The experiment is open to all K12 levels and teacher's material is carefully designed to follow the different levels. Every class will receive an experiment kit along with a manual. It is free for the schools to participate, but they must promise to report their data into the mass experiment website. Currently we scale the experiment to include a maximum of 1.300 classes (app. 30.000 pupils) and there are always waiting lists to participate.
We have so far carried out the following experiments:
2007: analysis of water quality in the school drinking water as well as in the children's own water bottles. It turned out that there was a significant amount of bacteria growing in the water bottles
2008: analysis of taste preferences. It turned out that boys have a slight preference towards sweet taste, that girls taste better (!) than boys and that children love fish!

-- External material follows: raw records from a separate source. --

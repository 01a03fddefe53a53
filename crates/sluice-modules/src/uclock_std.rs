//! Monotonic system clock.

use std::sync::Arc;
use std::time::Instant;

use sluice_core::uclock::{UCLOCK_FREQ, Uclock};

/// Monotonic clock counting ticks since its creation.
pub struct SystemUclock {
    origin: Instant,
}

impl SystemUclock {
    pub fn new() -> Arc<dyn Uclock> {
        Arc::new(Self {
            origin: Instant::now(),
        })
    }
}

impl Uclock for SystemUclock {
    fn now(&self) -> u64 {
        let elapsed = self.origin.elapsed();
        elapsed.as_secs() * UCLOCK_FREQ
            + u64::from(elapsed.subsec_nanos()) * (UCLOCK_FREQ / 1_000_000) / 1_000
    }
}
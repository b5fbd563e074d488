use reqwest::StatusCode;
use thiserror::Error;

/// Errors raised while turning the endpoint configuration into a `jwks_uri`.
///
/// These are fatal at startup; they are never retried per request.
#[derive(Debug, Error)]
pub enum ResolveError {
    /// Neither a static `jwks_uri` nor an issuer was configured.
    #[error("no jwks_uri or issuer configured")]
    NoEndpointConfigured,

    /// A configured or discovered URL is not an absolute http(s) URL.
    #[error("invalid url '{url}': {reason}")]
    InvalidUrl {
        /// The offending input.
        url: String,
        /// Why it was rejected.
        reason: String,
    },

    /// The discovery document could not be retrieved.
    #[error("failed to fetch discovery document from {url}: {source}")]
    DiscoveryUnreachable {
        /// Discovery document URL.
        url: String,
        /// Underlying transport or status error.
        source: reqwest::Error,
    },

    /// The discovery document is not a JSON object.
    #[error("discovery document from {url} is not a JSON object: {reason}")]
    DiscoveryMalformed {
        /// Discovery document URL.
        url: String,
        /// Decoder message.
        reason: String,
    },

    /// The discovery document has no `jwks_uri` member.
    #[error("cannot find jwks_uri entry in response from {url}")]
    DiscoveryFieldMissing {
        /// Discovery document URL.
        url: String,
    },

    /// The discovery document's `jwks_uri` member is not a string.
    #[error("jwks_uri entry in response from {url} is not a string but {found}")]
    DiscoveryFieldTypeMismatch {
        /// Discovery document URL.
        url: String,
        /// JSON type that was found instead.
        found: &'static str,
    },
}

/// Errors raised while fetching the key set from upstream.
#[derive(Debug, Error)]
pub enum UpstreamError {
    /// The request failed or timed out.
    #[error("failed to fetch key set: {0}")]
    Request(reqwest::Error),

    /// Upstream answered with a non-success status.
    #[error("upstream responded with status {status}")]
    Status {
        /// Response status.
        status: StatusCode,
        /// Response body, truncated. Only meant for logs.
        body: String,
    },

    /// The response body is not a key set.
    #[error("failed to decode key set: {0}")]
    Decode(reqwest::Error),

    /// The filtered key set could not be serialized again.
    #[error("failed to encode key set: {0}")]
    Encode(serde_json::Error),
}

impl UpstreamError {
    /// Error class that is safe to show to clients.
    pub fn kind(&self) -> &'static str {
        match self {
            UpstreamError::Request(err) if err.is_timeout() => "upstream timeout",
            UpstreamError::Request(_) => "upstream unreachable",
            UpstreamError::Status { .. } => "upstream status",
            UpstreamError::Decode(_) => "upstream response malformed",
            UpstreamError::Encode(_) => "encoding failure",
        }
    }
}
use std::time::Duration;

use clap::Parser;

use crate::cache::DEFAULT_REFRESH_INTERVAL;
use crate::client::DEFAULT_FETCH_TIMEOUT;
use crate::jwk::EndpointConfig;
use crate::observability::{LogFormat, LogLevel};

/// Command line and environment options of `jwkssvr`.
///
/// Every flag can also be set through the environment variable named in its help.
/// Flags win over the environment.
#[derive(Debug, Clone, Parser)]
#[command(name = "jwkssvr", version, about = "Caching JWKS proxy")]
pub struct Options {
    /// Port to listen on, on all interfaces.
    #[arg(long, env = "PORT", default_value_t = 8080)]
    pub port: u16,

    /// Issuer URL, used to discover the jwks_uri when no --jwks-uri is given.
    #[arg(long, env = "ISSUER")]
    pub issuer: Option<String>,

    /// Remote jwks uri. Takes precedence over discovery through --issuer.
    #[arg(long, env = "JWKS_URI")]
    pub jwks_uri: Option<String>,

    /// Log level.
    #[arg(long, env = "LOG_LEVEL", value_enum, default_value_t = LogLevel::Info, ignore_case = true)]
    pub log_level: LogLevel,

    /// Log format.
    #[arg(long, env = "LOG_FORMAT", value_enum, default_value_t = LogFormat::Json, ignore_case = true)]
    pub log_format: LogFormat,

    /// Seconds a fetched key set is served before it is refreshed.
    #[arg(long, env = "REFRESH_INTERVAL", default_value_t = DEFAULT_REFRESH_INTERVAL.as_secs())]
    pub refresh_interval: u64,

    /// Upstream request timeout in milliseconds.
    #[arg(long, env = "FETCH_TIMEOUT", default_value_t = default_fetch_timeout_ms())]
    pub fetch_timeout: u64,

    /// Print the settings and exit.
    #[arg(long)]
    pub dry_run: bool,
}

impl Options {
    /// Where the key set comes from.
    pub fn endpoint(&self) -> EndpointConfig {
        EndpointConfig::new(self.issuer.clone(), self.jwks_uri.clone())
    }

    /// Cache ttl.
    pub fn refresh_interval(&self) -> Duration {
        Duration::from_secs(self.refresh_interval)
    }

    /// Upstream request timeout.
    pub fn fetch_timeout(&self) -> Duration {
        Duration::from_millis(self.fetch_timeout)
    }
}

fn default_fetch_timeout_ms() -> u64 {
    u64::try_from(DEFAULT_FETCH_TIMEOUT.as_millis()).unwrap_or(u64::MAX)
}
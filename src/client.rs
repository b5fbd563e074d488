use std::time::Duration;

use tracing::*;
use url::Url;

use crate::jwk::{JwkSet, UpstreamError};

/// Default upstream timeout. Kept below the server's client request timeout
/// so a slow upstream cannot outlive the request that triggered it.
pub const DEFAULT_FETCH_TIMEOUT: Duration = Duration::from_millis(750);

/// Upper bound on how much of an error body is kept for logging.
const MAX_ERROR_BODY: usize = 512;

/// Fetches the key set from a resolved `jwks_uri`.
///
/// Performs exactly one GET per call. Retrying is left to the caller.
#[derive(Debug, Clone)]
pub struct JwksClient {
    http: reqwest::Client,
    url: Url,
}

impl JwksClient {
    /// Creates a client with its own connection pool and the given timeout.
    pub fn new(url: Url, timeout: Duration) -> Result<JwksClient, UpstreamError> {
        let http = build_http_client(timeout).map_err(UpstreamError::Request)?;
        Ok(JwksClient::with_client(http, url))
    }

    /// Creates a client sharing an existing `reqwest::Client`.
    pub fn with_client(http: reqwest::Client, url: Url) -> JwksClient {
        JwksClient { http, url }
    }

    /// The upstream `jwks_uri`.
    pub fn url(&self) -> &Url {
        &self.url
    }

    /// Fetches and decodes the upstream key set.
    pub async fn fetch(&self) -> Result<JwkSet, UpstreamError> {
        debug!(url = %self.url, "fetching key set");

        let response = self
            .http
            .get(self.url.clone())
            .header(reqwest::header::ACCEPT, "application/json")
            .send()
            .await
            .map_err(UpstreamError::Request)?;

        let status = response.status();
        if !status.is_success() {
            let body = response.text().await.unwrap_or_default();
            return Err(UpstreamError::Status {
                status,
                body: truncate(body, MAX_ERROR_BODY),
            });
        }

        response
            .json::<JwkSet>()
            .await
            .map_err(UpstreamError::Decode)
    }
}

/// Builds the HTTP client shared by discovery and key set fetching.
pub fn build_http_client(timeout: Duration) -> reqwest::Result<reqwest::Client> {
    reqwest::Client::builder()
        .timeout(timeout)
        .connect_timeout(timeout)
        .user_agent(concat!(env!("CARGO_PKG_NAME"), "/", env!("CARGO_PKG_VERSION")))
        .build()
}

fn truncate(mut body: String, max: usize) -> String {
    if body.len() > max {
        let mut end = max;
        while !body.is_char_boundary(end) {
            end -= 1;
        }
        body.truncate(end);
    }
    body
}
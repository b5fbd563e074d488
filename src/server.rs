//! HTTP routes serving the cached key sets.

use std::sync::Arc;
use std::time::Instant;

use actix_web::http::header::{self, ContentType, HeaderMap, HeaderName};
use actix_web::http::{Method, StatusCode};
use actix_web::{web, HttpRequest, HttpResponse};
use tracing::*;

use crate::cache::RefreshCache;

/// Content type of every key set response.
pub const CONTENT_TYPE_JWKS: &str = "application/json; charset=utf-8";

/// The caches backing the exposed routes.
#[derive(Debug, Clone)]
pub struct Routes {
    /// Serves keys that declare an algorithm, on `/` and `/fixed`.
    pub with_algorithm: Arc<RefreshCache>,
    /// Serves every upstream key, on `/raw`.
    pub raw: Arc<RefreshCache>,
}

impl Routes {
    /// Registers `/`, `/fixed` and `/raw` on an actix [`web::ServiceConfig`].
    ///
    /// Every method is routed to [`serve_jwks`], which rejects anything but GET.
    pub fn configure(&self, cfg: &mut web::ServiceConfig) {
        let with_algorithm = web::Data::from(Arc::clone(&self.with_algorithm));
        let raw = web::Data::from(Arc::clone(&self.raw));

        for path in ["/", "/fixed"] {
            cfg.service(
                web::resource(path)
                    .app_data(with_algorithm.clone())
                    .route(web::route().to(serve_jwks)),
            );
        }
        cfg.service(
            web::resource("/raw")
                .app_data(raw)
                .route(web::route().to(serve_jwks)),
        );
    }
}

/// Serves the key set held by the route's cache.
pub async fn serve_jwks(
    req: HttpRequest,
    cache: web::Data<RefreshCache>,
) -> crate::Result<HttpResponse> {
    let span = info_span!(
        "request",
        method = %req.method(),
        path = req.path(),
        remote = %req.peer_addr().map(|addr| addr.to_string()).unwrap_or_default(),
        filter = cache.filter().name(),
    );

    respond(&req, &cache).instrument(span).await
}

async fn respond(req: &HttpRequest, cache: &RefreshCache) -> crate::Result<HttpResponse> {
    let started = Instant::now();
    debug!(headers = ?loggable_headers(req.headers()), "request headers");

    if req.method() != Method::GET {
        let status = StatusCode::METHOD_NOT_ALLOWED;
        info!(status = status.as_u16(), duration = ?started.elapsed(), "served request");
        return Ok(HttpResponse::build(status)
            .insert_header((header::ALLOW, "GET"))
            .insert_header(ContentType::plaintext())
            .body(status.canonical_reason().unwrap_or_default()));
    }

    let retrieve_started = Instant::now();
    let lookup = cache.lookup().await;
    let retrieve = retrieve_started.elapsed();

    let cached = match lookup {
        Ok(cached) => cached,
        Err(err) => {
            error!(
                error = %err,
                retrieve = ?retrieve,
                duration = ?started.elapsed(),
                "internal error",
            );
            return Err(err);
        }
    };

    info!(
        status = StatusCode::OK.as_u16(),
        cache = cached.status.as_str(),
        retrieve = ?retrieve,
        duration = ?started.elapsed(),
        "served request",
    );

    Ok(HttpResponse::Ok()
        .insert_header((header::CONTENT_TYPE, CONTENT_TYPE_JWKS))
        .body(cached.bytes))
}

/// Request headers minus credentials.
fn loggable_headers(headers: &HeaderMap) -> Vec<(&str, &str)> {
    headers
        .iter()
        .filter(|(name, _)| !is_redacted(name))
        .map(|(name, value)| (name.as_str(), value.to_str().unwrap_or("<binary>")))
        .collect()
}

fn is_redacted(name: &HeaderName) -> bool {
    name == header::AUTHORIZATION || name == header::PROXY_AUTHORIZATION || name == header::COOKIE
}
//! # jwks-server
//!
//! A caching reverse proxy for a JSON Web Key Set. The upstream `jwks_uri` is
//! either configured directly or discovered from an OpenID issuer. The key set
//! is fetched on demand, filtered, cached as serialized bytes, and served by
//! `actix-web` to any number of concurrent readers with at most one upstream
//! fetch in flight per cache.
//!
//! ## Example
//!
//! ```no_run
//! use std::sync::Arc;
//! use std::time::Duration;
//!
//! use actix_web::{App, HttpServer};
//! use jwks_server::{build_http_client, EndpointConfig, JwksClient, KeyFilter, RefreshCache, Routes};
//!
//! #[actix_web::main]
//! async fn main() -> std::io::Result<()> {
//!     let http = build_http_client(Duration::from_millis(750)).unwrap();
//!     let url = EndpointConfig::with_issuer("https://issuer.example")
//!         .resolve(&http)
//!         .await
//!         .unwrap(); // Don't forget to handle this error
//!
//!     let client = JwksClient::with_client(http, url);
//!     let ttl = Duration::from_secs(300);
//!     let routes = Routes {
//!         with_algorithm: Arc::new(RefreshCache::new(client.clone(), KeyFilter::WithAlgorithm, ttl)),
//!         raw: Arc::new(RefreshCache::new(client, KeyFilter::None, ttl)),
//!     };
//!
//!     HttpServer::new(move || App::new().configure(|cfg| routes.configure(cfg)))
//!         .bind(("127.0.0.1", 8080))?
//!         .run()
//!         .await
//! }
//! ```

mod cache;
mod client;
mod config;
mod error;
mod impls;
mod jwk;
mod observability;
mod server;

pub use cache::*;
pub use client::*;
pub use config::*;
pub use error::*;
pub use jwk::*;
pub use observability::*;
pub use server::*;
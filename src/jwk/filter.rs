use super::key::{JwkKey, JwkSet};

/// Selects which keys of the upstream set are exposed on a route.
#[derive(Clone, Copy, Debug, Default, PartialEq, Eq)]
pub enum KeyFilter {
    /// Keep every key.
    None,

    /// Keep only keys that declare a non-empty `alg`. Consumers verifying
    /// signatures need to know the algorithm up front.
    #[default]
    WithAlgorithm,
}

impl KeyFilter {
    /// Returns `true` if `key` should be kept.
    pub fn keep(self, key: &JwkKey) -> bool {
        match self {
            KeyFilter::None => true,
            KeyFilter::WithAlgorithm => key.algorithm().is_some(),
        }
    }

    /// Filters `set`, preserving the relative order of the retained keys.
    pub fn apply(self, set: JwkSet) -> JwkSet {
        JwkSet {
            keys: set.keys.into_iter().filter(|key| self.keep(key)).collect(),
        }
    }

    /// Short name used in logs.
    pub fn name(self) -> &'static str {
        match self {
            KeyFilter::None => "none",
            KeyFilter::WithAlgorithm => "with-algorithm",
        }
    }
}
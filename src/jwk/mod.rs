mod config;
mod error;
mod filter;
mod key;

pub use error::*;

pub use config::*;
pub use filter::*;
pub use key::*;
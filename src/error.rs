use std::sync::Arc;

use crate::jwk::UpstreamError;

/// A crate-wide result type alias using the custom [`Error`] enum.
pub type Result<T> = std::result::Result<T, Error>;

/// Errors surfaced to HTTP clients while serving a key set.
///
/// The Display text is the response body, so it only names the upstream url
/// and an error class.
#[derive(Debug, thiserror::Error)]
pub enum Error {
    /// No refresh has succeeded yet, so there is nothing to serve.
    #[error("error retrieving jwks from {url}: {}", .source.kind())]
    NoCachedData {
        /// Upstream `jwks_uri`.
        url: String,
        /// Why the refresh failed. Shared by every caller that waited on it.
        source: Arc<UpstreamError>,
    },
}
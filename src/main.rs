//! `jwkssvr`: serves a filtered, cached copy of a remote JSON Web Key Set.

use std::process;
use std::sync::Arc;
use std::time::Duration;

use actix_web::dev::Service;
use actix_web::{App, HttpServer};
use clap::Parser;
use futures::future::join;
use jwks_server::{
    build_http_client, init_tracing, service_span, JwksClient, KeyFilter, Options, RefreshCache,
    Routes,
};
use tracing::*;

const CLIENT_REQUEST_TIMEOUT: Duration = Duration::from_secs(1);
const KEEP_ALIVE: Duration = Duration::from_secs(2);
const SHUTDOWN_TIMEOUT_SECS: u64 = 1;

#[actix_web::main]
async fn main() -> std::io::Result<()> {
    let opts = Options::parse();
    init_tracing(opts.log_format, opts.log_level);

    let span = service_span(env!("CARGO_BIN_NAME"));
    run(opts, span.clone()).instrument(span).await
}

async fn run(opts: Options, span: Span) -> std::io::Result<()> {
    let http = match build_http_client(opts.fetch_timeout()) {
        Ok(http) => http,
        Err(err) => {
            error!(error = %err, "failed to build http client");
            process::exit(1);
        }
    };

    let endpoint = opts.endpoint();
    let jwks_uri = match endpoint.resolve(&http).await {
        Ok(url) => url,
        Err(err) => {
            error!(error = %err, issuer = ?endpoint.issuer(), "error resolving jwks_uri");
            process::exit(1);
        }
    };

    info!(
        port = opts.port,
        jwks_uri = %jwks_uri,
        issuer = ?endpoint.issuer(),
        log_level = opts.log_level.as_directive(),
        log_format = ?opts.log_format,
        refresh_interval = ?opts.refresh_interval(),
        fetch_timeout = ?opts.fetch_timeout(),
        "using these options",
    );

    if opts.dry_run {
        return Ok(());
    }

    let client = JwksClient::with_client(http, jwks_uri);
    let ttl = opts.refresh_interval();
    let routes = Routes {
        with_algorithm: Arc::new(RefreshCache::new(
            client.clone(),
            KeyFilter::WithAlgorithm,
            ttl,
        )),
        raw: Arc::new(RefreshCache::new(client, KeyFilter::None, ttl)),
    };

    // Failures are already logged by the cache; the first request retries.
    let (with_algorithm, raw) = join(routes.with_algorithm.refresh(), routes.raw.refresh()).await;
    if with_algorithm.is_err() || raw.is_err() {
        warn!("initial key set fetch failed, serving will retry on demand");
    }

    info!(port = opts.port, "starting server");
    HttpServer::new(move || {
        // Workers run on their own threads, so requests re-enter the root span.
        let span = span.clone();
        App::new()
            .wrap_fn(move |req, srv| srv.call(req).instrument(span.clone()))
            .configure(|cfg| routes.configure(cfg))
    })
    .client_request_timeout(CLIENT_REQUEST_TIMEOUT)
    .keep_alive(KEEP_ALIVE)
    .shutdown_timeout(SHUTDOWN_TIMEOUT_SECS)
    .bind(("0.0.0.0", opts.port))?
    .run()
    .await?;

    info!("server shutdown");
    Ok(())
}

2009: analysis of indoor climate in the classroom. It turned out that more than 50% of the classrooms had a CO2 lavel above the recommended threshold
2010: analysis of acoustics in the classroom. It turned out that the acoustics in the classrooms are fine for traditional teaching but bad for modern project-oriented work in groups
In the September 2011 experiment 30.000 pupils will map children's skin cancer risk in collaboration with the Danish Cancer society and leading researchers. They will look at the skin colour of the pupils and investigate the effects of sunscreen.
The mass experiments are very popular. We try to make science relevant to the children by using real-world challenges and also teaching them scientific methods. It adds extra value that the results usually gets quite good media attention and that you contribute to a collective body of data. Also some children learn that knowledge is powerful, for instance when you approach your local headmaster with data that proofs that the indoor climate is bad.
Of course, there are also challenges. One challenge is to extend the experiments from "recipe science" where you blindly follow an experiment design, to also include inquiry based teaching, where the pupils design their own experimental methods. Another challenge is the obvious challenge of validity. Data collected by little kids cannot be 100% valid, but the size of the experiment does give indicators of trends.